Hong Kong activists heed legal threats and move statue of Chinese Nobel Peace Prize winner Liu Xiaobo from Times Square mall

Shopping centre’s management had warned group it would apply for court order for its removal from piazza

Liu Xiaobo
Hong Kong activists moved a statue of late Chinese pro-democracy icon Liu Xiaobo from outside a popular shopping centre on Tuesday after the building’s owner warned it would seek a court order for the group’s removal.

The group called the management of Times Square “shameless” and vowed to complain to the Lands Department to see if the mall had mismanaged public space.

“It is so regrettable that a public space which belongs to Hongkongers cannot even tolerate a peaceful display of the statue,” former lawmaker “Long Hair” Leung Kwok-hung said.

The activists unveiled the 1.5-metre statue in Causeway Bay last Tuesday and wanted to display it until July 13 – the first anniversary of the death of Nobel Peace Prize winner Liu.

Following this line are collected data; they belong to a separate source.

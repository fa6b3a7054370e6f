// crates/shared-kernel/src/error.rs
use std::{fmt, path::PathBuf};

use thiserror::Error;

use crate::value_objects::ObjectKind;

/// Root error type for every fallible filesystem operation.
#[derive(Debug, Error)]
pub enum FileSystemError {
    /// Nothing exists at `path`, or the object there is not of the `expected` kind.
    #[error("{expected} not found: '{path}'")]
    NotFound { path: PathBuf, expected: ObjectKind },

    /// A creation target is already occupied by some filesystem object.
    #[error("file system object already exists: '{path}'")]
    AlreadyExists { path: PathBuf },

    /// The underlying OS call failed; the original error is kept as the source.
    #[error("failed to {operation} '{path}': {source}")]
    OsFailure {
        operation: Operation,
        path: PathBuf,
        #[source]
        source: std::io::Error,
    },
}

pub type Result<T> = std::result::Result<T, FileSystemError>;

/// Coarse classification of [`FileSystemError`], convenient for matching.
#[derive(Debug, Clone, Copy, PartialEq, Eq, Hash)]
pub enum ErrorKind {
    NotFound,
    AlreadyExists,
    OsFailure,
}

/// OS-level action that was being attempted when an [`FileSystemError::OsFailure`] occurred.
#[derive(Debug, Clone, Copy, PartialEq, Eq, Hash)]
pub enum Operation {
    CreateDirectory,
    RemoveDirectory,
    ReadFile,
    ReadMetadata,
    ListDirectory,
}

impl fmt::Display for Operation {
    fn fmt(&self, f: &mut fmt::Formatter<'_>) -> fmt::Result {
        let verb = match self {
            Self::CreateDirectory => "create directory",
            Self::RemoveDirectory => "remove directory",
            Self::ReadFile => "read file",
            Self::ReadMetadata => "read metadata of",
            Self::ListDirectory => "list directory",
        };
        f.write_str(verb)
    }
}

impl FileSystemError {
    pub fn not_found(path: impl Into<PathBuf>, expected: ObjectKind) -> Self {
        Self::NotFound { path: path.into(), expected }
    }

    pub fn already_exists(path: impl Into<PathBuf>) -> Self {
        Self::AlreadyExists { path: path.into() }
    }

    pub fn os_failure(operation: Operation, path: impl Into<PathBuf>, source: std::io::Error) -> Self {
        Self::OsFailure { operation, path: path.into(), source }
    }

    #[must_use]
    pub fn kind(&self) -> ErrorKind {
        match self {
            Self::NotFound { .. } => ErrorKind::NotFound,
            Self::AlreadyExists { .. } => ErrorKind::AlreadyExists,
            Self::OsFailure { .. } => ErrorKind::OsFailure,
        }
    }

    /// Path the failing operation was applied to.
    #[must_use]
    pub fn path(&self) -> &std::path::Path {
        match self {
            Self::NotFound { path, .. } | Self::AlreadyExists { path } | Self::OsFailure { path, .. } => path,
        }
    }
}

/// Extension trait for tagging raw `io::Result`s coming out of a backend.
pub trait OsResultExt<T> {
    fn os_context(self, operation: Operation, path: &std::path::Path) -> Result<T>;
}

impl<T> OsResultExt<T> for std::io::Result<T> {
    fn os_context(self, operation: Operation, path: &std::path::Path) -> Result<T> {
        self.map_err(|source| FileSystemError::os_failure(operation, path, source))
    }
}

The statue outside Times Square. Photo: Sam Tsang
The group first set up a booth outside Times Square with a bust of Liu, and an exhibition to commemorate the Tiananmen Square crackdown, on May 31.

The mall had earlier sent the group a legal letter saying it had not asked for consent to use the open piazza and that the activists had violated rules by using loudspeakers to promote their political ideas and solicit donations.

Nobel Peace Prize winner gets Times Square statue despite protests

Leung said the group was contacted again on Saturday and told that the management would apply for an injunction order if they refused to leave.

“We are too poor to take the case to court. The legal fees would cost us hundreds of thousands of dollars,” Leung said, adding that they were moving with regret.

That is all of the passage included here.